La Toussaint est aussi un moment particulier où nous nous souvenons de nos chers disparus. J’espère, d’ailleurs, que ce n’est pas le seul moment. C’est une occasion où nous fleurissons leurs tombes, là aussi, sans doute pas seulement à ce moment-là de l’année. Nous nous souvenons d’eux en regardant des photos, en pensant à ce que nous avons vécu ensemble, à ce que nous leur devons.
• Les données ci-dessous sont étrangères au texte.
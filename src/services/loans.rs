//! Loan ledger service

use chrono::Utc;

use crate::{
    error::AppResult,
    models::loan::{CreateLoan, Loan, LoanDetails, LoanStatusFilter},
    repository::Repository,
};

#[derive(Clone)]
pub struct LoansService {
    repository: Repository,
}

impl LoansService {
    pub fn new(repository: Repository) -> Self {
        Self { repository }
    }

    pub async fn list(&self, filter: LoanStatusFilter) -> AppResult<Vec<LoanDetails>> {
        self.repository.loans.list(filter).await
    }

    pub async fn get(&self, id: i32) -> AppResult<Loan> {
        self.repository.loans.get_by_id(id).await
    }

    /// Loan a notebook to a client. The notebook must be available; the loan
    /// row and the status flip land in one transaction.
    pub async fn create(&self, actor: i32, payload: CreateLoan) -> AppResult<Loan> {
        // Resolve the client first so an unknown id reads as a lookup
        // failure rather than an availability one.
        self.repository.clients.get_by_id(payload.client_id).await?;

        let loan = self.repository.loans.create(&payload, actor).await?;
        self.repository
            .audit
            .record(actor, "create", "loans", Some(loan.id), None)
            .await?;
        Ok(loan)
    }

    /// Return an active loan, releasing its notebook
    pub async fn return_loan(&self, actor: i32, id: i32) -> AppResult<Loan> {
        let loan = self.repository.loans.return_loan(id, Utc::now()).await?;
        self.repository
            .audit
            .record(actor, "return", "loans", Some(loan.id), None)
            .await?;
        Ok(loan)
    }
}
Mais nous le faisons aussi en enfants de Dieu. Notre bon Père céleste n’est pas absent de ces moments de souvenir. Nous savons qu’il a toujours été présent dans notre vie, nous a toujours accompagnés dans sa fidélité et bénis dans son amour, même si, peut-être, à certains moments, nous n’en avons pas été tellement conscients.

Il était donc aussi présent dans ce que nous avons vécu avec nos chers disparus. Dieu était là et a fait en sorte qu’à l’époque, ceux qui nous ont maintenant quittés nous ont aidés à mettre les pieds à l’étrier, particulièrement nos parents, nos grands-parents peut-être, les pasteurs de notre enfance, les moniteurs et monitrices qui nous ont fait fréquenter notre Seigneur à l’école du dimanche, et d’autres sans doute encore.
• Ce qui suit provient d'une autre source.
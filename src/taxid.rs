//! CPF/CNPJ validation and canonical formatting
//!
//! Brazilian tax identifiers carry two modulo-11 check digits. This module is
//! the single authoritative implementation: request handlers always re-check
//! here before persisting, regardless of any client-side pre-validation.

/// Tax identifier kind, decided by digit count alone.
#[derive(Debug, Clone, Copy, PartialEq, Eq)]
pub enum TaxIdKind {
    /// 11-digit individual identifier
    Cpf,
    /// 14-digit company identifier
    Cnpj,
    Invalid,
}

const CPF_WEIGHTS_1: [u32; 9] = [10, 9, 8, 7, 6, 5, 4, 3, 2];
const CPF_WEIGHTS_2: [u32; 10] = [11, 10, 9, 8, 7, 6, 5, 4, 3, 2];
const CNPJ_WEIGHTS_1: [u32; 12] = [5, 4, 3, 2, 9, 8, 7, 6, 5, 4, 3, 2];
const CNPJ_WEIGHTS_2: [u32; 13] = [6, 5, 4, 3, 2, 9, 8, 7, 6, 5, 4, 3, 2];

/// Strip every non-digit character. Total over arbitrary input.
pub fn normalize(input: &str) -> String {
    input.chars().filter(|c| c.is_ascii_digit()).collect()
}

/// Classify an already-normalized digit string by length.
pub fn classify(digits: &str) -> TaxIdKind {
    match digits.len() {
        11 => TaxIdKind::Cpf,
        14 => TaxIdKind::Cnpj,
        _ => TaxIdKind::Invalid,
    }
}

/// Validate a raw CPF or CNPJ. Never panics; any length other than 11 or 14
/// digits after normalization is simply invalid.
pub fn validate(raw: &str) -> bool {
    let digits = normalize(raw);
    let values: Vec<u32> = digits.chars().filter_map(|c| c.to_digit(10)).collect();
    match classify(&digits) {
        TaxIdKind::Cpf => validate_cpf(&values),
        TaxIdKind::Cnpj => validate_cnpj(&values),
        TaxIdKind::Invalid => false,
    }
}

/// Canonical formatting: `XXX.XXX.XXX-XX` for 11 digits,
/// `XX.XXX.XXX/XXXX-XX` for 14. Anything else passes through as the bare
/// normalized digits. Best-effort only; formatting does not imply validity.
pub fn format(raw: &str) -> String {
    let d = normalize(raw);
    match d.len() {
        11 => format!("{}.{}.{}-{}", &d[..3], &d[3..6], &d[6..9], &d[9..]),
        14 => format!("{}.{}.{}/{}-{}", &d[..2], &d[2..5], &d[5..8], &d[8..12], &d[12..]),
        _ => d,
    }
}

/// Modulo-11 check digit over a weighted digit prefix.
fn check_digit(digits: &[u32], weights: &[u32]) -> u32 {
    let sum: u32 = digits.iter().zip(weights.iter()).map(|(d, w)| d * w).sum();
    match sum % 11 {
        r if r < 2 => 0,
        r => 11 - r,
    }
}

fn all_same(digits: &[u32]) -> bool {
    digits.windows(2).all(|w| w[0] == w[1])
}

/// Check-digit validation for an 11-digit CPF.
///
/// Sequences of one repeated digit are rejected outright: several of them
/// satisfy the arithmetic but are not assignable identifiers.
pub fn validate_cpf(digits: &[u32]) -> bool {
    if digits.len() != 11 || all_same(digits) {
        return false;
    }
    check_digit(&digits[..9], &CPF_WEIGHTS_1) == digits[9]
        && check_digit(&digits[..10], &CPF_WEIGHTS_2) == digits[10]
}

/// Check-digit validation for a 14-digit CNPJ.
pub fn validate_cnpj(digits: &[u32]) -> bool {
    if digits.len() != 14 || all_same(digits) {
        return false;
    }
    check_digit(&digits[..12], &CNPJ_WEIGHTS_1) == digits[12]
        && check_digit(&digits[..13], &CNPJ_WEIGHTS_2) == digits[13]
}

#[cfg(test)]
mod tests {
    use super::*;

    #[test]
    fn valid_cpf() {
        assert!(validate("11144477735"));
    }

    #[test]
    fn valid_cnpj() {
        assert!(validate("11222333000181"));
    }

    #[test]
    fn repeated_digits_rejected() {
        for d in 0..=9 {
            let cpf: String = std::iter::repeat(char::from(b'0' + d)).take(11).collect();
            let cnpj: String = std::iter::repeat(char::from(b'0' + d)).take(14).collect();
            assert!(!validate(&cpf), "{cpf} must be invalid");
            assert!(!validate(&cnpj), "{cnpj} must be invalid");
        }
    }

    #[test]
    fn wrong_check_digits_rejected() {
        assert!(!validate("11144477734"));
        assert!(!validate("11144477725"));
        assert!(!validate("11222333000182"));
    }

    #[test]
    fn punctuation_is_ignored() {
        assert_eq!(validate("111.444.777-35"), validate("11144477735"));
        assert_eq!(validate("11.222.333/0001-81"), validate("11222333000181"));
        assert!(validate("111 444 777 35"));
    }

    #[test]
    fn degenerate_input_never_panics() {
        assert!(!validate(""));
        assert!(!validate("abc"));
        assert!(!validate("12345"));
        assert!(!validate("111444777351234567890"));
        assert!(!validate("ção-ß-٣٣٣"));
    }

    #[test]
    fn classify_by_length() {
        assert_eq!(classify("11144477735"), TaxIdKind::Cpf);
        assert_eq!(classify("11222333000181"), TaxIdKind::Cnpj);
        assert_eq!(classify(""), TaxIdKind::Invalid);
        assert_eq!(classify("123456789012"), TaxIdKind::Invalid);
    }

    #[test]
    fn canonical_formatting() {
        assert_eq!(format("11144477735"), "111.444.777-35");
        assert_eq!(format("11222333000181"), "11.222.333/0001-81");
    }

    #[test]
    fn format_is_idempotent() {
        for raw in ["11144477735", "11222333000181", "123", ""] {
            let once = format(raw);
            assert_eq!(format(&once), once);
        }
    }

    #[test]
    fn format_passes_through_other_lengths() {
        assert_eq!(format("123-45"), "12345");
        assert_eq!(format(""), "");
        assert_eq!(format("no digits"), "");
    }

    #[test]
    fn format_does_not_imply_validity() {
        // 11 repeated digits format fine but never validate
        assert_eq!(format("00000000000"), "000.000.000-00");
        assert!(!validate("00000000000"));
    }
}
Pourquoi ne pas marquer le coup et avoir une fête d’action de grâces pour louer Dieu pour toutes les bénédictions dont il nous a comblés par l’intermédiaire de ces proches ? Et pourquoi ne pas avoir un moment d’émotion et de gratitude pour ces personnes qui se sont dévouées, parfois sacrifiées, pour nous, et à qui nous devons tant ?

Ne serions-nous pas ingrats en ne songeant jamais ainsi à eux, aussi ingrats envers Dieu en ne le remerciant jamais de nous les avoir donnés ?
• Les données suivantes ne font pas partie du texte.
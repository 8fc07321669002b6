//! Client model and related types

use chrono::{DateTime, Utc};
use serde::{Deserialize, Serialize};
use sqlx::FromRow;
use utoipa::ToSchema;
use validator::Validate;

/// Client model from database.
///
/// `tax_id` is stored in canonical formatted form (`XXX.XXX.XXX-XX` or
/// `XX.XXX.XXX/XXXX-XX`) and is unique across all clients.
#[derive(Debug, Clone, Serialize, Deserialize, FromRow, ToSchema)]
pub struct Client {
    pub id: i32,
    pub name: String,
    pub tax_id: String,
    pub phone: Option<String>,
    pub email: Option<String>,
    pub address: Option<String>,
    pub created_at: DateTime<Utc>,
}

/// Short client representation for embedding in loan records
#[derive(Debug, Clone, Serialize, Deserialize, ToSchema)]
pub struct ClientShort {
    pub id: i32,
    pub name: String,
    pub tax_id: String,
}

/// Create client request
#[derive(Debug, Deserialize, Validate, ToSchema)]
pub struct CreateClient {
    #[validate(length(min = 1, message = "Name must not be empty"))]
    pub name: String,
    /// CPF or CNPJ, with or without punctuation
    pub tax_id: String,
    pub phone: Option<String>,
    #[validate(email(message = "Invalid email format"))]
    pub email: Option<String>,
    pub address: Option<String>,
}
Et s’ils sont partis dans la foi en Christ, comment ne pas en louer Dieu ? Quelle plus belle consolation au milieu du déchirement qu’est un deuil que de savoir que la peine n’est que pour nous ? Pour lui ou elle qui est parti dans la foi en Jésus-Christ, « la mort est un gain » (Ph 1.21), les croyants décédés ont gagné au change ! Et pas peu.

Aussi, même si nous avons un pincement au cœur chaque fois que nous pensons à eux, s’ils sont « morts dans le Seigneur », nous ne sommes pas « tristes comme les autres qui n’ont pas d’espérance » (1 Th 4.13). Nous aimerions encore les avoir autour de nous, mais ils sont maintenant « avec le Christ, ce qui est, de beaucoup, le meilleur » (Ph 1.23) et nous les retrouverons un jour, grâce à Christ, dans la félicité éternelle.

Et nous n’en louerions pas Dieu ? Nous ne ferions pas monter vers lui nos chants et nos prières d’action de grâces ? Et pourquoi pas lors d’une célébration spéciale le Jour de la Toussaint, ou en ce Jour des Défunts ?

Quand nous prions pour nos proches en vie, c’est pour demander à Dieu de les maintenir dans la foi en Christ ou de les y amener. Ces prières sont parfois empreintes d’un soupçon de fébrilité, d’anxiété, particulièrement s’il s’agit du conjoint ou des enfants : ne sont-ils pas en danger de se laisser entraîner loin du Christ par les séductions insidieuses de ce monde, en danger, aussi, de perdre leur foi ? de retomber sous le verdict de condamnation ?

Pour nos proches « morts dans le Seigneur », morts dans la foi en leur Sauveur, rien de tel : nous n’avons plus besoin de nous angoisser à leur sujet ; ils sont « heureux dès à présent ». Et à qui le doivent-ils ? A qui devons-nous cette certitude du salut, ce soulagement que, maintenant, ils ne peuvent plus perdre leur félicité ? – A notre Seigneur Jésus-Christ et rien qu’à lui, à son amour sans borne pour nous, à son amour qui l’a poussé jusqu’à se sacrifier pour expier nos péchés !
La Toussaint est pour nous une fête du Christ. Nous ne célébrons pas nos morts, nous fêtons le Vainqueur de la mort, le Seigneur de nos morts dans la foi. Ceux qui sont « tous » définitivement « saints », c.à.d. définitivement mis à part dans la félicité éternelle, ceux-là ne risquent plus rien, grâce à Christ. Ils n’ont plus non plus besoin de nos prières. Et pour cela, nous ne pouvons que faire monter des prières de reconnaissance à Dieu.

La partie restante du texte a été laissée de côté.